Calculation of traction force

Question

Hi,
I have calculated my shear stress 'sigma' using the pressure and velocity calculated from Navier-Stokes solver as follows,

n = FacetNormal(mesh)
W = TensorFunctionSpace(mesh, "Lagrange", 2)
sigma = project(-p*I + 2.0*nu*sym(grad(u)),W)
Traction = dot(sigma,n) #sigma*n

My problem is that I would like to know the Traction (force per unit area) as a vector Tx,Ty,Tz at all points in the mesh. How do I do this? when I try to print Traction[0] or Traction[1], I get ,

((({ A | A_{i_{10}, i_{11}} = I[i_{10}, i_{11}] * -1 * f_60[2] }) + ({ A | A_{i_{12}, i_{13}} = (sym(grad([f_60[0], f_60[1]])))[i_{12}, i_{13}] * 2.0 * f_29 })) . (n))[0]

instead of values.

Thanks

Answer 1

The normal vector and traction force are only well-defined on the boundary of the domain.
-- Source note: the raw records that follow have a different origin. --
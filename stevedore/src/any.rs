use std::{
    any::{type_name, Any, TypeId},
    cmp::Ordering,
    fmt::{self, Display, Formatter},
    sync::Arc,
};

/// Shared, type-erased service instance.
///
/// The erased value is always an `Arc<S>` where `S` is the service type, which
/// lets trait objects travel through the container unchanged.
pub type Instance = Arc<dyn Any + Send + Sync>;

/// Owned, type-erased value of a concrete implementation before it is shared.
pub type AnyValue = Box<dyn Any + Send + Sync>;

#[derive(Debug, Clone, Copy)]
pub struct TypeInfo {
    pub name: &'static str,
    pub id: TypeId,
}

impl PartialEq for TypeInfo {
    fn eq(&self, other: &Self) -> bool {
        self.id == other.id
    }
}

impl Eq for TypeInfo {}

impl PartialOrd for TypeInfo {
    fn partial_cmp(&self, other: &Self) -> Option<Ordering> {
        Some(self.cmp(other))
    }
}

impl Ord for TypeInfo {
    fn cmp(&self, other: &Self) -> Ordering {
        self.id.cmp(&other.id)
    }
}

impl Display for TypeInfo {
    fn fmt(&self, f: &mut Formatter<'_>) -> fmt::Result {
        f.write_str(self.name)
    }
}

impl TypeInfo {
    #[inline]
    #[must_use]
    pub fn of<T>() -> Self
    where
        T: ?Sized + 'static,
    {
        Self {
            name: type_name::<T>(),
            id: TypeId::of::<T>(),
        }
    }

    #[inline]
    #[must_use]
    pub fn short_name(&self) -> &'static str {
        let name = self.name;
        let path_end = name.find('<').unwrap_or(name.len());
        match name[..path_end].rfind("::") {
            Some(index) => &name[index + 2..],
            None => name,
        }
    }

    /// Returns the open generic definition of a closed generic type.
    ///
    /// `dyn app::Repository<app::User>` maps to `dyn app::Repository`.
    /// Types whose outermost path carries no generic arguments return `None`.
    /// An empty definition is returned for names that start with generic
    /// arguments and can't be mapped.
    #[must_use]
    pub fn generic_definition(&self) -> Option<&'static str> {
        let name = self.name;
        let index = name.find('<')?;
        let prefix = name[..index].trim_end();
        let path = prefix.strip_prefix("dyn ").unwrap_or(prefix);

        if path.is_empty() {
            return Some("");
        }
        if path.chars().all(|char| char.is_alphanumeric() || char == '_' || char == ':') {
            Some(prefix)
        } else {
            None
        }
    }

    #[inline]
    #[must_use]
    pub fn is_closed_generic(&self) -> bool {
        matches!(self.generic_definition(), Some(definition) if !definition.is_empty())
    }

    /// Matches a type name written in configuration, with or without the `dyn ` prefix.
    #[must_use]
    pub fn matches_name(&self, name: &str) -> bool {
        let name = name.trim();
        self.name == name || self.name.strip_prefix("dyn ") == Some(name)
    }
}

#[inline]
#[must_use]
pub(crate) fn erase<S>(value: Arc<S>) -> Instance
where
    S: ?Sized + Send + Sync + 'static,
{
    Arc::new(value)
}

#[inline]
#[must_use]
pub(crate) fn unerase<S>(instance: &Instance) -> Option<Arc<S>>
where
    S: ?Sized + Send + Sync + 'static,
{
    instance.downcast_ref::<Arc<S>>().cloned()
}
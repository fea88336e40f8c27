use super::BackendError;
use crate::any::TypeInfo;

#[derive(thiserror::Error, Debug)]
#[error(
    "Activation error occurred while trying to get instance of type {}, key \"{}\"",
    .service.short_name(),
    .name.as_deref().unwrap_or_default(),
)]
pub struct ActivationError {
    pub service: TypeInfo,
    pub name: Option<String>,
    #[source]
    pub source: BackendError,
}

#[derive(thiserror::Error, Debug)]
#[error("Activation error occurred while trying to get all instances of type {}", .service.short_name())]
pub struct ActivationAllError {
    pub service: TypeInfo,
    #[source]
    pub source: BackendError,
}
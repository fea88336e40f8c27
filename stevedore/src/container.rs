use std::{any::type_name, sync::Arc};

use parking_lot::Mutex;
use tracing::{debug, error, info_span, warn};

use crate::{
    any::{erase, unerase, Instance, TypeInfo},
    backend::{Backend, DefaultBackend},
    bootstrap::ContainerBuilder,
    descriptor::TypeDescriptor,
    errors::{ActivationAllError, ActivationError, ConfigureErrorKind, RegisterErrorKind, ResolveErrorKind},
    lifetime::Lifetime,
    linked::LinkedModules,
    module::{ModuleLoader, ModuleOutcome, ModuleRecord, ModuleTracker},
    planner::plan_mapping,
    scanner,
};

/// Entry point for configuring and resolving services.
///
/// Wraps a [`Backend`] and the [`ModuleLoader`] modules are scanned from.
/// Library code should receive `&Container`; the ambient container in [`crate::ambient`]
/// is meant for the outermost layer of an application.
pub struct Container {
    backend: Arc<dyn Backend>,
    loader: Arc<dyn ModuleLoader>,
    modules: Mutex<ModuleTracker>,
}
Do you want to plot the vector on just the boundary?

Comments

Thank you for your reply, Kristian.I am using complex boundaries which are made of small particles clubbed together (a cluster of sand-particles) in my domain.Hence I wont be able to mark my domain(s) . I want to know the force exerted by the fluid in x,y,z directions on each particle.

After some online searching, I found,

scalar1=FunctionSpace(mesh,"CG",1)
normal_stresses = Function(scalar1)
v=TestFunction(scalar1)
ds = Measure("ds")
fx=(1/FacetArea(mesh))*v*Traction[0]*ds
fy=(1/FacetArea(mesh))*v*Traction[1]*ds
Traction_x=assemble(fx,tensor=normal_stresses.vector())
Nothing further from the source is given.